Emma McLaughlin & Nicola Kraus: Nanny’s Back, But On Their Terms
After the success of The Nanny Diaries back in 2002, there was strong interest in the publishing world in an immediate sequel, even though, as Nicola Kraus (left) recalled over a recent lunch, “we were clear that Nanny would never nanny again, and we thought that was the end of the story.” Her co-author, Emma McLaughlin, elaborated; various publishers offered significant incentives for a sequel, but there were conditions: “They all wanted Nanny to get her comeuppance,” she explained; either Nanny would start her own agency where the nannies on the staff would put her through hell, or she’d have to hire a nanny who would put her through hell. “We walked away from those leads because we stood by what Nanny had said at the end of the book,” McLaughlin added. “And we didn’t get into writing to set up a franchise. We didn’t want to come back to Nanny unless we had something new to say about her.”
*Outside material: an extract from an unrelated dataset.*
pub mod repo;
pub mod stats;

pub use repo::{QuestionRow, QuestionsRepo};
pub use stats::{AreaPoolStat, PoolHealth, PoolStats};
“It was a hard decision,” McLaughlin admitted. “It was a lot of money, enough that we would have been set –” “But it would’ve been a bad book,” Kraus chimed in. It wasn’t until two years ago that they hit upon the idea of Grayer, the pre-adolescent boy from The Nanny Diaries, discovering the videotape Nanny made at the end of that book and tracking her down for a confrontation. The question then became: What would happen? “It was different than any of the other books we’ve written since, in that from the beginning we knew all the characters very well,” Kraus said. “The real work of it was finding the story that would weave the characters back together.”
I wondered what the pair thought about the success of nonfiction like 740 Park in the years after The Nanny Diaries, as it seemed to me like a continuation of the fascination with a certain class of Manhattan (and by extension American) elites. Kraus acknowledged the point, then added that they’d been fascinated by the recent trial and conviction of Brooke Astor’s son for bilking her of millions while she was alive then forging alterations to her will. “How would the dysfunctions we depicted in the first novel play out over generations?” she asked rhetorically. “How would the economy falling apart affect a class of people who have chosen money over love?” And thus: Nanny Returns.
Going back to the authors’ insistence on not pumping out a Nanny sequel in ’02, we talked about the progression to the novel that did come next, Citizen Girl. “The Nanny Diaries, to us, was always a novel about work,” McLaughlin said. “and we were fascinated by the way that young women were being treated as employees as new media companies.” The silence about that exploitation seemed as prominent a blind spot to them as the silence about what domestic help had been put through, but they recognized that Citizen Girl would be a much different work; if Nanny Diaries was “a three-act play set in an elevator vestibule,” as McLaughlin laughingly described it, Citizen Girl was taking a much more complex economic situation and attempting to boil it down into a narrative framework. And though the backlash was vehement (perhaps in part, she observed, because some critics appeared to find two young women who didn’t have a “real” writing background attempting a novel addressing important themes overly presumptuous), it did have its champions—including The New Republic—and sold (“quietly,” McLaughlin laughed) about 200,000 copies.
We reflected that when Citizen Girl was published, young feminist media consisted pretty much of Bust and Bitch, but in the last half-decade there’s been a proliferation of sites like Jezebel and Feministing… in some ways, I speculated, solidifying a potential audience for McLaughlin and Kraus’s 21st-century blend of pop culture and feminist critique. McLaughlin addressed the situation more broadly: “It makes me feel more optimistic about the future,” she observed. “It’s great to see the women of our generation asking these questions.”
Meanwhile, the collaboration between the two grows ever stronger. “We trust each other so completely now,” Kraus said of their working relationship. “We used to get so entrenched in our perspectives, but now there’s maybe one thing in each book that each of us will dig our heels in about, whereas it used to be one in each chapter.” That’s good, because there’s plenty more work to do; the two put away note-scribbled pages from a screenplay when I arrived at our table, and next year they’ll be publishing Over You, their second YA novel… oh, and there’s a draft due on their next adult novel, too.